**What you have to do**
Say how many of the lines below hold "format", writing the number and nothing more.

**Material shown**
-*-*-
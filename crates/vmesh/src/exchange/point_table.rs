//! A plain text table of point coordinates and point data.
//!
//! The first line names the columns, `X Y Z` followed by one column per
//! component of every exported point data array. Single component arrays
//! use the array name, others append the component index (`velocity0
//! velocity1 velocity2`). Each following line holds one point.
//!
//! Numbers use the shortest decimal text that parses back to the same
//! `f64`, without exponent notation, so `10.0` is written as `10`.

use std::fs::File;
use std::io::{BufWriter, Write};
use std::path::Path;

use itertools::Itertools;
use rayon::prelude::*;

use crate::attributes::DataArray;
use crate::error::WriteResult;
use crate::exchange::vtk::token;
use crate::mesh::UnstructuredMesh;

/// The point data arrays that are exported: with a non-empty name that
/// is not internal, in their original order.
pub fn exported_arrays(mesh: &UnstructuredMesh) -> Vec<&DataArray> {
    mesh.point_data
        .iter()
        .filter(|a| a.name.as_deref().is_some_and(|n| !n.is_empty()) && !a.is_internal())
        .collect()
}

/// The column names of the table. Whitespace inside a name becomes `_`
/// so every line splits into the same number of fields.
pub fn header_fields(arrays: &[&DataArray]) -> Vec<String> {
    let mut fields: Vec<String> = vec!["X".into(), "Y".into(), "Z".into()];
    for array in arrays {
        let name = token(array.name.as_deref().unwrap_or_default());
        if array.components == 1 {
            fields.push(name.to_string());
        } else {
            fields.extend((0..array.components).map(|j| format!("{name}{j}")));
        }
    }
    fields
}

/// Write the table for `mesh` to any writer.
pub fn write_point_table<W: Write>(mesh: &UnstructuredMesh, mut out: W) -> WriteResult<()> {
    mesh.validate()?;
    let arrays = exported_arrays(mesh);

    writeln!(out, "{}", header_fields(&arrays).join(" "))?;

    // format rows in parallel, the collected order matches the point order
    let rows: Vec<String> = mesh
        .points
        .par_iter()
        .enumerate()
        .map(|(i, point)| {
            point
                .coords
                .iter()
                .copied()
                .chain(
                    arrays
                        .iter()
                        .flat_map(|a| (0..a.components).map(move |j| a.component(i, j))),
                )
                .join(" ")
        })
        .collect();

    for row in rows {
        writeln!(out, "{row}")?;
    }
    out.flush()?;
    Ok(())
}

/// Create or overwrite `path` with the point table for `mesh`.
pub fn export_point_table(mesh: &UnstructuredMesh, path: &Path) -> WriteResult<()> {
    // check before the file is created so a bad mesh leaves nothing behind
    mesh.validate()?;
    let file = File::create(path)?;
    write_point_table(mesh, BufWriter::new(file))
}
-*-*-
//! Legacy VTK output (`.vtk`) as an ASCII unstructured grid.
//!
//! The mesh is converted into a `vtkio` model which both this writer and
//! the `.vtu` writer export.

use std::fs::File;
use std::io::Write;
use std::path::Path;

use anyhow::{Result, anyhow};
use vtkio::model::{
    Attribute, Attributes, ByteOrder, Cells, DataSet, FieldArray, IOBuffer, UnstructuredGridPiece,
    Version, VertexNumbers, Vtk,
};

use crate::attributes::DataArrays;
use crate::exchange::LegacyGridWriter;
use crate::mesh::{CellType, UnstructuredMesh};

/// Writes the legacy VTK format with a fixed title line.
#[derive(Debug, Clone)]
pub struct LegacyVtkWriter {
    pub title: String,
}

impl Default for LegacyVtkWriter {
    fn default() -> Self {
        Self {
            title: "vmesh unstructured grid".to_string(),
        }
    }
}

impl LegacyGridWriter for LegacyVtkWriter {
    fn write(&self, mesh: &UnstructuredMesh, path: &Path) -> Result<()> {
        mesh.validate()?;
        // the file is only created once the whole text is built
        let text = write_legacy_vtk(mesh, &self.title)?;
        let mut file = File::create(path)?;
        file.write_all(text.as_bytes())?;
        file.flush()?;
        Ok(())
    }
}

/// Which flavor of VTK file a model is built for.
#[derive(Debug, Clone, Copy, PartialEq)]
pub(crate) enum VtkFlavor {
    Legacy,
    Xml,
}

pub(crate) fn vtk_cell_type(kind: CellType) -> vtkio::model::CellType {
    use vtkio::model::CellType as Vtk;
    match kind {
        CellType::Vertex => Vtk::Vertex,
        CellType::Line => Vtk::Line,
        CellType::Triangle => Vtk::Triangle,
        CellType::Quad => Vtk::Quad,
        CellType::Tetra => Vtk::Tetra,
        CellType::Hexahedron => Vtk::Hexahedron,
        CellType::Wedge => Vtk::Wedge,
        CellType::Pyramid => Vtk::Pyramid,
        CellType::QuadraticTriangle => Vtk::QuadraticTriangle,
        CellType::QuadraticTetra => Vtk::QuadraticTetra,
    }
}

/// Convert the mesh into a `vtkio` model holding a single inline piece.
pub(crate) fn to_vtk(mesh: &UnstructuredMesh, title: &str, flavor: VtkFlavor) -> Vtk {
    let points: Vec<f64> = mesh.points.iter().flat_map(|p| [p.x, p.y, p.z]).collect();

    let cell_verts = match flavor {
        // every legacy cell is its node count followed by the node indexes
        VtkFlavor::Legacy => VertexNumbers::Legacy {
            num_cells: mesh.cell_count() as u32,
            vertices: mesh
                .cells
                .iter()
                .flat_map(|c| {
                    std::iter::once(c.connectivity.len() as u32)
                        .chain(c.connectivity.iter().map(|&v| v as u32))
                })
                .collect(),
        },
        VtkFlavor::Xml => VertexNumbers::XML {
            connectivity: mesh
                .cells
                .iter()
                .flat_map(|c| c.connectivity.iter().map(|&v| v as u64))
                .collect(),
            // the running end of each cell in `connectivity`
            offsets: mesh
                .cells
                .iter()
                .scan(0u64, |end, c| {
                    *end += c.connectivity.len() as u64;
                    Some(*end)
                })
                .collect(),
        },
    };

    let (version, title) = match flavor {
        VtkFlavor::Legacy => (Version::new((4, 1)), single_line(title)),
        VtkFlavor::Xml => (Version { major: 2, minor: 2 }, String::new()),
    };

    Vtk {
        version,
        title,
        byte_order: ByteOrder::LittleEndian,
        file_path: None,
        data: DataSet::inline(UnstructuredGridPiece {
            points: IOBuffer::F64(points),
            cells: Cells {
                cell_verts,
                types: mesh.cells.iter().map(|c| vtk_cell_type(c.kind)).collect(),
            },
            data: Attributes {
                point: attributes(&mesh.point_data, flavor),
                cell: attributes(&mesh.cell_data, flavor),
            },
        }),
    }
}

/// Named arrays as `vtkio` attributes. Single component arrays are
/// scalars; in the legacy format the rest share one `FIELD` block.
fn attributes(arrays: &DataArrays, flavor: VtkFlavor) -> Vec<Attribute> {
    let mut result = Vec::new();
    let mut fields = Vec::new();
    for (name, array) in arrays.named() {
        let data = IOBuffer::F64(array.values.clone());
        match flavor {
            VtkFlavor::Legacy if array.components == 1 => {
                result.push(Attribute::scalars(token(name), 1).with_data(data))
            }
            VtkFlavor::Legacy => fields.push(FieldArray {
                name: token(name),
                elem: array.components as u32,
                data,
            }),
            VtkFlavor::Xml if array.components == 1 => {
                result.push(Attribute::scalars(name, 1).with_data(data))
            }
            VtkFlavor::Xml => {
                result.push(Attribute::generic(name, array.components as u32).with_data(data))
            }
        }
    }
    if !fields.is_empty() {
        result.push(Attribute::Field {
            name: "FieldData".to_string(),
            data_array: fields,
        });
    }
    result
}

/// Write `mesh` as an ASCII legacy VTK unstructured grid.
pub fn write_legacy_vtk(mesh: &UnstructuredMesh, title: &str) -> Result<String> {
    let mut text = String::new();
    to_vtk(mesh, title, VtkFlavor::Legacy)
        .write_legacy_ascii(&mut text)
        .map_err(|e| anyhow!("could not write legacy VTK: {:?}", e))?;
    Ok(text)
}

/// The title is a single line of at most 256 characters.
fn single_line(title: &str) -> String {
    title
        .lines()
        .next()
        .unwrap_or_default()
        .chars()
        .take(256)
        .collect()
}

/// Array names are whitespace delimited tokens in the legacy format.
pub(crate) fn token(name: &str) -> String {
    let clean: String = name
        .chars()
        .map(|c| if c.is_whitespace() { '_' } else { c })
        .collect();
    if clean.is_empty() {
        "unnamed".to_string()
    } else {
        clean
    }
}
-*-*-
**Response box**
5